COVID-19 Provider Relief Fund
- The CARES Act provided $100 billion to help America’s health care system respond to the coronavirus pandemic. Congress added another $75 billion in the Paycheck Protection Program and Health Care Enhancement Act.
- HHS is distributing this money through the provider relief fund to hospitals and other health care providers.
- Funds have been allocated to physicians and hospitals that take Medicare patients, certain Medicaid and Children’s Health Insurance Program providers, qualifying safety net hospitals, and rural health care providers.
Hospitals throughout the country have been under financial strain due to the cost of providing treatment for coronavirus patients. At the same time, many health care providers have lost a significant amount of revenue because they have canceled or postponed non-emergency services in order to slow the spread of coronavirus. Hospitals also may have funding shortfalls because they have dedicated a lot of their resources to coronavirus response.
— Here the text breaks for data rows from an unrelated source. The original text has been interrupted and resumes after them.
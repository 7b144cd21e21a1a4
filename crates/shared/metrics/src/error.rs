use thiserror::Error;

#[derive(Debug, Error, Clone, PartialEq, Eq)]
pub enum MetricsError {
    #[error("Not enough observations: need at least {required}, got {actual}")]
    NoData { required: usize, actual: usize },

    #[error("Empty series for {0}")]
    InsufficientData(&'static str),
}

pub type MetricsResult<T> = std::result::Result<T, MetricsError>;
The Coronavirus Aid, Relief, and Economic Security Act, which President Trump signed into law on March 27, provided $100 billion to the Department of Health and Human Services for a provider relief fund to support America’s health care system as it deals with the pandemic. On April 24, the Paycheck Protection Program and Health Care Enhancement Act added another $75 billion to the fund. So far, HHS has allocated more than $100 billion to providers.
How the relief fund works
The CARES Act made funds available to reimburse health care providers for coronavirus related expenses, including: lost revenue; surge capacity; medical supplies and equipment, such as personal protective equipment and testing supplies; increased workforce and training; emergency operation centers; construction of temporary structures; and leasing of properties. In addition, HHS Secretary Alex Azar has said that a portion of the initial $100 billion Congress provided will be used to reimburse providers, generally at Medicare rates, for testing and treating uninsured patients for COVID-19.
Because of the capacity restraints the pandemic has placed on health care providers, patients may have to seek care out of their insurance network. To get relief funds, providers agree to not charge patients more out of pocket for their coronavirus treatment than their insurance provider agrees to pay in-network.
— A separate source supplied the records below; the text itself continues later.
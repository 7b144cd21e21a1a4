use rust_decimal::Decimal;
use serde::{Deserialize, Serialize};

use crate::orders::Side;
use crate::values::{AssetId, Price, Quantity, Timestamp};

/// Net position in one asset with weighted-average entry accounting.
///
/// Quantity is signed: positive long, negative short. Realized PnL is
/// attributed when a fill reduces or flips the position.
#[derive(Debug, Clone, Serialize, Deserialize)]
pub struct StrategyPosition {
    pub asset: AssetId,
    pub quantity: Quantity,
    pub avg_entry_price: Price,
    pub last_mark: Option<Price>,
    pub opened_at: Option<Timestamp>,
    pub updated_at: Option<Timestamp>,
}

/// Outcome of applying one fill to a position
#[derive(Debug, Clone, Copy, PartialEq, Eq)]
pub struct FillApplication {
    pub realized_pnl: Decimal,
    pub closed_quantity: Decimal,
    /// Average entry price of the quantity that was closed
    pub entry_price: Decimal,
}

impl FillApplication {
    fn open_only() -> Self {
        Self {
            realized_pnl: Decimal::ZERO,
            closed_quantity: Decimal::ZERO,
            entry_price: Decimal::ZERO,
        }
    }
}

impl StrategyPosition {
    pub fn new(asset: impl Into<AssetId>) -> Self {
        Self {
            asset: asset.into(),
            quantity: Decimal::ZERO,
            avg_entry_price: Decimal::ZERO,
            last_mark: None,
            opened_at: None,
            updated_at: None,
        }
    }

    pub fn is_flat(&self) -> bool {
        self.quantity.is_zero()
    }

    /// Apply a fill, returning any realized PnL.
    ///
    /// Adding in the same direction reprices the weighted-average entry;
    /// an opposing fill closes quantity at the entry average first, and a
    /// flip restarts the position at the fill price.
    pub fn apply_fill(
        &mut self,
        side: Side,
        quantity: Quantity,
        price: Price,
        at: Timestamp,
    ) -> FillApplication {
        let signed = match side {
            Side::Buy => quantity,
            Side::Sell => -quantity,
        };
        self.updated_at = Some(at);

        if self.quantity.is_zero() {
            self.quantity = signed;
            self.avg_entry_price = price;
            self.opened_at = Some(at);
            return FillApplication::open_only();
        }

        let was_long = self.quantity > Decimal::ZERO;
        let same_direction = was_long == (signed > Decimal::ZERO);
        if same_direction {
            let total = self.quantity.abs() + quantity;
            self.avg_entry_price =
                (self.avg_entry_price * self.quantity.abs() + price * quantity) / total;
            self.quantity += signed;
            return FillApplication::open_only();
        }

        let closed_quantity = self.quantity.abs().min(quantity);
        let entry_price = self.avg_entry_price;
        let realized_pnl = if was_long {
            closed_quantity * (price - entry_price)
        } else {
            closed_quantity * (entry_price - price)
        };

        self.quantity += signed;
        if self.quantity.is_zero() {
            self.avg_entry_price = Decimal::ZERO;
            self.opened_at = None;
        } else if (self.quantity > Decimal::ZERO) != was_long {
            // flipped through flat: the remainder opens at the fill price
            self.avg_entry_price = price;
            self.opened_at = Some(at);
        }

        FillApplication {
            realized_pnl,
            closed_quantity,
            entry_price,
        }
    }

    pub fn mark(&mut self, price: Price, at: Timestamp) {
        self.last_mark = Some(price);
        self.updated_at = Some(at);
    }

    /// Unrealized PnL against the last mark, zero when flat or unmarked
    pub fn unrealized_pnl(&self) -> Decimal {
        match self.last_mark {
            Some(mark) if !self.quantity.is_zero() => {
                self.quantity * (mark - self.avg_entry_price)
            }
            _ => Decimal::ZERO,
        }
    }

    /// Unrealized PnL against an explicit mark price
    pub fn unrealized_at(&self, mark: Price) -> Decimal {
        if self.quantity.is_zero() {
            Decimal::ZERO
        } else {
            self.quantity * (mark - self.avg_entry_price)
        }
    }

    /// Absolute notional at a reference price
    pub fn notional(&self, reference: Price) -> Decimal {
        (self.quantity * reference).abs()
    }
}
CARES Act Provider Relief Fund Distribution Timeline
disbursement to providers
Distributions to health care providers from the fund are grants, not loans, and do not have to be paid back. On April 10, an initial $30 billion in grants was distributed to eligible hospitals, physician practices, and other providers in proportion to their Medicare fee-for-service billings in 2019. An additional $20 billion was allocated beginning April 24 to nearly 15,000 providers based on their share of net patient revenue. HHS worked with UnitedHealth to distribute these payments to providers. Providers were given a deadline of June 3 to submit revenue information and request funding from the second tranche of this general distribution.
After the general distribution, HHS allocated $12 billion to “high impact” providers based on the number of COVID-19 patients admitted to these hospitals. A hospital had to have at least 100 COVID-19 admissions to be eligible for this distribution. The department allocated another $10 billion to rural acute general hospitals, rural health clinics, critical access hospitals, and community health centers based in rural areas, based on the facility’s reported operating expenses. HHS also has allocated $4.9 billion to skilled nursing facilities and roughly $500 million to tribal hospitals, clinics, and urban health centers.
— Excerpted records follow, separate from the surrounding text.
use crate::error::{MetricsError, MetricsResult};

/// Seconds in a trading year (365.25 days)
pub const SECONDS_PER_YEAR: f64 = 31_557_600.0;

/// Guard below which a volatility is treated as zero
const VOL_EPSILON: f64 = 1e-12;

/// Arithmetic mean of a series
pub fn mean(values: &[f64]) -> MetricsResult<f64> {
    if values.is_empty() {
        return Err(MetricsError::NoData {
            required: 1,
            actual: 0,
        });
    }
    Ok(values.iter().sum::<f64>() / values.len() as f64)
}

/// Sample standard deviation (N-1 denominator)
pub fn sample_volatility(values: &[f64]) -> MetricsResult<f64> {
    if values.len() < 2 {
        return Err(MetricsError::NoData {
            required: 2,
            actual: values.len(),
        });
    }
    let m = values.iter().sum::<f64>() / values.len() as f64;
    let variance =
        values.iter().map(|v| (v - m).powi(2)).sum::<f64>() / (values.len() - 1) as f64;
    Ok(variance.sqrt())
}

/// Per-period Sharpe ratio: (mean - risk_free) / volatility.
///
/// A flat series has no risk premium to price, so zero volatility maps
/// to 0.0 instead of infinity. Callers annualize by observation frequency.
pub fn sharpe_ratio(returns: &[f64], risk_free_rate: f64) -> MetricsResult<f64> {
    if returns.len() < 2 {
        return Err(MetricsError::NoData {
            required: 2,
            actual: returns.len(),
        });
    }
    let m = returns.iter().sum::<f64>() / returns.len() as f64;
    let vol = sample_volatility(returns)?;
    if vol < VOL_EPSILON {
        return Ok(0.0);
    }
    Ok((m - risk_free_rate) / vol)
}

/// Compound annualization of a total return over an elapsed span.
///
/// Returns 0.0 when the span is not positive, and -1.0 for a total
/// wipeout (geometric growth is undefined below -100%).
pub fn annualized_return(total_return: f64, elapsed_secs: f64) -> f64 {
    let years = elapsed_secs / SECONDS_PER_YEAR;
    if years <= 0.0 {
        return 0.0;
    }
    let growth = 1.0 + total_return;
    if growth <= 0.0 {
        return -1.0;
    }
    growth.powf(1.0 / years) - 1.0
}

/// Fraction of strictly positive returns
pub fn win_rate(returns: &[f64]) -> MetricsResult<f64> {
    if returns.is_empty() {
        return Err(MetricsError::NoData {
            required: 1,
            actual: 0,
        });
    }
    let wins = returns.iter().filter(|r| **r > 0.0).count();
    Ok(wins as f64 / returns.len() as f64)
}

/// Gross profit over gross loss.
///
/// A lossless series with profits is infinitely favorable; an empty or
/// all-zero series has no factor and maps to 0.0.
pub fn profit_factor(returns: &[f64]) -> f64 {
    let gross_profit: f64 = returns.iter().filter(|r| **r > 0.0).sum();
    let gross_loss: f64 = returns.iter().filter(|r| **r < 0.0).map(|r| -r).sum();

    if gross_loss > 0.0 {
        gross_profit / gross_loss
    } else if gross_profit > 0.0 {
        f64::INFINITY
    } else {
        0.0
    }
}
Safety net hospitals have been allocated $10.2 billion in relief funding. These hospitals provide care to a large number of Medicaid beneficiaries and uninsured patients. HHS recently announced a targeted allotment of approximately $15 billion to certain providers that participate in state Medicaid programs and the Children’s Health Insurance Program. To be eligible for this funding, providers must not have received payment from the initial $50 billion general distribution.